§ Task to complete
Take the lines below between the one holding "use colored::Colorize;" and the one holding "use crate::domain::config::KernelConfig;", inclusive, and copy them exactly. Add nothing.

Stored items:

<<<<

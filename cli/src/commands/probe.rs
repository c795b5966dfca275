// Copyright (c) 2026 100monkeys.ai
// SPDX-License-Identifier: AGPL-3.0

//! `aegis probe` — run one META axiom-integrity probe cycle (§4.7.1)
//! against an embedded kernel and print the pass rate.

use anyhow::Result;
use clap::Args;
use colored::Colorize;

use aegis_judgment_kernel::domain::config::KernelConfig;
use aegis_judgment_kernel::infrastructure::memory::InMemoryStorage;
use aegis_judgment_kernel::Kernel;

#[derive(Args)]
pub struct ProbeArgs;

pub async fn handle_command(_args: ProbeArgs) -> Result<()> {
    let storage = InMemoryStorage::new_storage();
    let kernel = Kernel::new(KernelConfig::default(), storage);
    kernel.hydrate().await;

    let run = kernel.run_meta_probe().await;

    println!("{}", format!("pass rate: {:.0}%", run.pass_rate * 100.0).bold());
    if run.regression {
        println!("{}", "regression detected vs the previous run".red());
    }
    for result in &run.results {
        let mark = if result.passed { "ok".green() } else { "fail".red() };
        println!(
            "  [{}] {:<24} observed={:.2} expected=[{:.2}, {:.2}]",
            mark, result.probe_id, result.observed, result.expected_min, result.expected_max
        );
    }

    Ok(())
}
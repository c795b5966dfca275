// Copyright (c) 2026 100monkeys.ai
// SPDX-License-Identifier: AGPL-3.0

//! Kernel — the aggregate root. Composes every component at boot and owns
//! the background tasks; there are no free-standing globals (§9). A caller
//! builds one `Kernel` per process, submits Cells to it, and shuts it down
//! once via [`Kernel::shutdown`].

use std::sync::Arc;
use std::time::Duration;

use parking_lot::Mutex;
use tokio::task::JoinHandle;
use tokio_util::sync::CancellationToken;
use tracing::{info, warn};

use crate::application::action_proposer::ActionProposer;
use crate::application::circuit_breaker::CircuitBreaker;
use crate::application::guardrails::GuardrailChain;
use crate::application::judges::default_panel;
use crate::application::learning::LearningLoop;
use crate::application::lod_controller::{HealthMetrics, LodController};
use crate::application::orchestrator::{MetaProbeRun, TierOrchestrator};
use crate::application::panel::Panel;
use crate::application::perception::{self, PerceiveWorker};
use crate::application::residual_detector::ResidualDetector;
use crate::application::scheduler::Scheduler;
use crate::domain::cell::Cell;
use crate::domain::collaborators::Storage;
use crate::domain::config::KernelConfig;
use crate::domain::judgment::Judgment;
use crate::domain::tier::Tier;
use crate::infrastructure::event_bus::EventBus;

/// The aggregate root wiring every component in §4 into one pipeline.
pub struct Kernel {
    config: KernelConfig,
    bus: EventBus,
    storage: Arc<Storage>,
    scheduler: Arc<Scheduler>,
    learning: Arc<LearningLoop>,
    lod: Arc<LodController>,
    circuit: Arc<CircuitBreaker>,
    residuals: Arc<ResidualDetector>,
    action_proposer: Arc<ActionProposer>,
    orchestrator: Arc<TierOrchestrator>,
    perception_workers: Vec<Arc<dyn PerceiveWorker>>,
    cancel: CancellationToken,
    handles: Mutex<Vec<JoinHandle<()>>>,
}

impl Kernel {
    /// Build a Kernel with the default judge panel and the given storage
    /// backend. Call [`Kernel::hydrate`] to restore prior state, then
    /// [`Kernel::spawn_background`] and [`Kernel::spawn_workers`] before
    /// submitting any Cells.
    pub fn new(config: KernelConfig, storage: Arc<Storage>) -> Arc<Self> {
        let bus = EventBus::with_default_capacity();
        let learning = LearningLoop::with_config(storage.clone(), bus.clone(), config.learning.clone());
        let panel = Panel::new(default_panel(learning.clone(), storage.scholar.clone()));
        let lod = Arc::new(LodController::new(config.lod.hysteresis_ticks, bus.clone()));
        let circuit = Arc::new(CircuitBreaker::new(
            config.circuit_breaker.fail_threshold,
            Duration::from_secs(config.circuit_breaker.reset_s),
        ));
        let residuals = Arc::new(ResidualDetector::new(bus.clone()));
        let action_proposer = ActionProposer::new(storage.clone(), bus.clone());
        let perception_workers = perception::default_workers(learning.clone(), lod.clone(), bus.clone());
        let orchestrator = TierOrchestrator::with_tier_timeouts(
            panel,
            learning.clone(),
            lod.clone(),
            circuit.clone(),
            GuardrailChain::standard(),
            storage.clone(),
            bus.clone(),
            config.budget.clone(),
            config.tier_soft_timeouts.clone(),
        );

        Arc::new(Self {
            scheduler: Arc::new(Scheduler::new(config.queue_cap)),
            config,
            bus,
            storage,
            learning,
            lod,
            circuit,
            residuals,
            action_proposer,
            orchestrator,
            perception_workers,
            cancel: CancellationToken::new(),
            handles: Mutex::new(Vec::new()),
        })
    }

    /// Restore the Q-table from storage. Call once at boot before
    /// accepting traffic.
    pub async fn hydrate(&self) {
        if let Err(err) = self.learning.hydrate().await {
            warn!(error = %err, "failed to hydrate q-table, starting cold");
        }
    }

    pub fn bus(&self) -> &EventBus {
        &self.bus
    }

    pub fn scheduler(&self) -> &Scheduler {
        &self.scheduler
    }

    /// Enqueue a Cell at `tier`; `false` means the tier's queue is at cap
    /// and the caller should apply its own backpressure policy.
    pub fn submit(&self, cell: Cell, tier: Tier) -> bool {
        let budget_usd = if cell.budget_usd > 0.0 {
            cell.budget_usd
        } else {
            self.config.budget.session_usd
        };
        self.scheduler.submit(cell, tier, budget_usd)
    }

    /// Run one Cell through the tier orchestrator directly, bypassing the
    /// scheduler. Used by callers that already know the tier (e.g. a
    /// synchronous API request) and by [`Kernel::run_meta_probe`].
    pub async fn process(&self, cell: Cell, budget_usd: f64) -> Result<Judgment, crate::application::orchestrator::OrchestratorError> {
        self.orchestrator.process(cell, budget_usd).await
    }

    pub async fn tick_lod(&self, metrics: &HealthMetrics) -> Option<(crate::domain::tier::SystemLod, crate::domain::tier::SystemLod)> {
        self.lod.tick(metrics)
    }

    pub async fn run_meta_probe(&self) -> MetaProbeRun {
        self.orchestrator.run_meta_probe().await
    }

    /// Spawn the long-lived background tasks: the learning loop's
    /// subscriber, the residual detector's subscriber, the action
    /// proposer's subscriber, the META probe loop, and every perception
    /// worker (C11).
    pub fn spawn_background(self: &Arc<Self>) {
        let mut handles = self.handles.lock();
        handles.push(self.learning.clone().spawn(self.cancel.clone()));
        handles.push(self.residuals.clone().spawn(self.cancel.clone()));
        handles.push(self.action_proposer.clone().spawn(self.cancel.clone()));
        handles.push(self.orchestrator.clone().spawn_meta_probe(self.cancel.clone()));
        for worker in &self.perception_workers {
            handles.push(worker.clone().spawn(self.scheduler.clone(), self.cancel.clone()));
        }
        info!(workers = self.perception_workers.len(), "kernel background tasks spawned");
    }

    /// Spawn `worker_counts` workers per tier draining the scheduler and
    /// running each dequeued Cell through the tier orchestrator.
    pub fn spawn_workers(self: &Arc<Self>) {
        let total_workers = self.config.worker_counts.reflex
            + self.config.worker_counts.micro
            + self.config.worker_counts.macro_
            + self.config.worker_counts.meta;

        let mut handles = self.handles.lock();
        for worker_id in 0..total_workers.max(1) {
            let kernel = Arc::clone(self);
            let cancel = self.cancel.clone();
            handles.push(tokio::spawn(async move {
                loop {
                    tokio::select! {
                        _ = cancel.cancelled() => break,
                        submission = kernel.scheduler.next_blocking() => {
                            let (tier, submission) = submission;
                            match kernel.orchestrator.process(submission.cell, submission.budget_usd).await {
                                Ok(judgment) => {
                                    info!(worker_id, %tier, verdict = %judgment.verdict, "judgment produced");
                                }
                                Err(err) => {
                                    warn!(worker_id, %tier, error = %err, "pipeline run failed");
                                }
                            }
                        }
                    }
                }
            }));
        }
    }

    /// Cancel every background/worker task and wait for them to drain.
    pub async fn shutdown(&self) {
        self.cancel.cancel();
        let handles: Vec<JoinHandle<()>> = std::mem::take(&mut *self.handles.lock());
        for handle in handles {
            let _ = handle.await;
        }
        self.learning.flush().await;
        info!("kernel shut down cleanly");
    }
}

#[cfg(test)]
mod tests {
    use super::*;
    use crate::domain::cell::{Analysis, CellBuilder, Reality};
    use crate::infrastructure::memory::InMemoryStorage;

    #[tokio::test]
    async fn process_runs_end_to_end_and_produces_a_judgment() {
        let kernel = Kernel::new(KernelConfig::default(), InMemoryStorage::new_storage());
        let cell = CellBuilder::new(Reality::Code, Analysis::Judge).consciousness(0).build();
        let judgment = kernel.process(cell, 1.0).await.unwrap();
        assert_eq!(judgment.level_used, Tier::Reflex);
    }

    #[tokio::test]
    async fn submit_defaults_to_session_budget_when_cell_has_none() {
        let kernel = Kernel::new(KernelConfig::default(), InMemoryStorage::new_storage());
        let cell = CellBuilder::new(Reality::Code, Analysis::Judge).build();
        assert!(kernel.submit(cell, Tier::Reflex));
        let (tier, submission) = kernel.scheduler.next().await.unwrap();
        assert_eq!(tier, Tier::Reflex);
        assert_eq!(submission.budget_usd, kernel.config.budget.session_usd);
    }

    #[tokio::test]
    async fn shutdown_drains_background_tasks() {
        let kernel = Kernel::new(KernelConfig::default(), InMemoryStorage::new_storage());
        kernel.spawn_background();
        kernel.shutdown().await;
    }
}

>>>>

§ Reply to the exercise
use colored::Colorize;

use aegis_judgment_kernel::domain::config::KernelConfig;
use aegis_judgment_kernel::infrastructure::memory::InMemoryStorage;
use aegis_judgment_kernel::Kernel;

#[derive(Args)]
pub struct ProbeArgs;

pub async fn handle_command(_args: ProbeArgs) -> Result<()> {
    let storage = InMemoryStorage::new_storage();
    let kernel = Kernel::new(KernelConfig::default(), storage);
    kernel.hydrate().await;

    let run = kernel.run_meta_probe().await;

    println!("{}", format!("pass rate: {:.0}%", run.pass_rate * 100.0).bold());
    if run.regression {
        println!("{}", "regression detected vs the previous run".red());
    }
    for result in &run.results {
        let mark = if result.passed { "ok".green() } else { "fail".red() };
        println!(
            "  [{}] {:<24} observed={:.2} expected=[{:.2}, {:.2}]",
            mark, result.probe_id, result.observed, result.expected_min, result.expected_max
        );
    }

    Ok(())
}
repository c795b5966dfca275
// Copyright (c) 2026 100monkeys.ai
// SPDX-License-Identifier: AGPL-3.0

//! Kernel — the aggregate root. Composes every component at boot and owns
//! the background tasks; there are no free-standing globals (§9). A caller
//! builds one `Kernel` per process, submits Cells to it, and shuts it down
//! once via [`Kernel::shutdown`].

use std::sync::Arc;
use std::time::Duration;

use parking_lot::Mutex;
use tokio::task::JoinHandle;
use tokio_util::sync::CancellationToken;
use tracing::{info, warn};

use crate::application::action_proposer::ActionProposer;
use crate::application::circuit_breaker::CircuitBreaker;
use crate::application::guardrails::GuardrailChain;
use crate::application::judges::default_panel;
use crate::application::learning::LearningLoop;
use crate::application::lod_controller::{HealthMetrics, LodController};
use crate::application::orchestrator::{MetaProbeRun, TierOrchestrator};
use crate::application::panel::Panel;
use crate::application::perception::{self, PerceiveWorker};
use crate::application::residual_detector::ResidualDetector;
use crate::application::scheduler::Scheduler;
use crate::domain::cell::Cell;
use crate::domain::collaborators::Storage;
use crate::domain::config::KernelConfig;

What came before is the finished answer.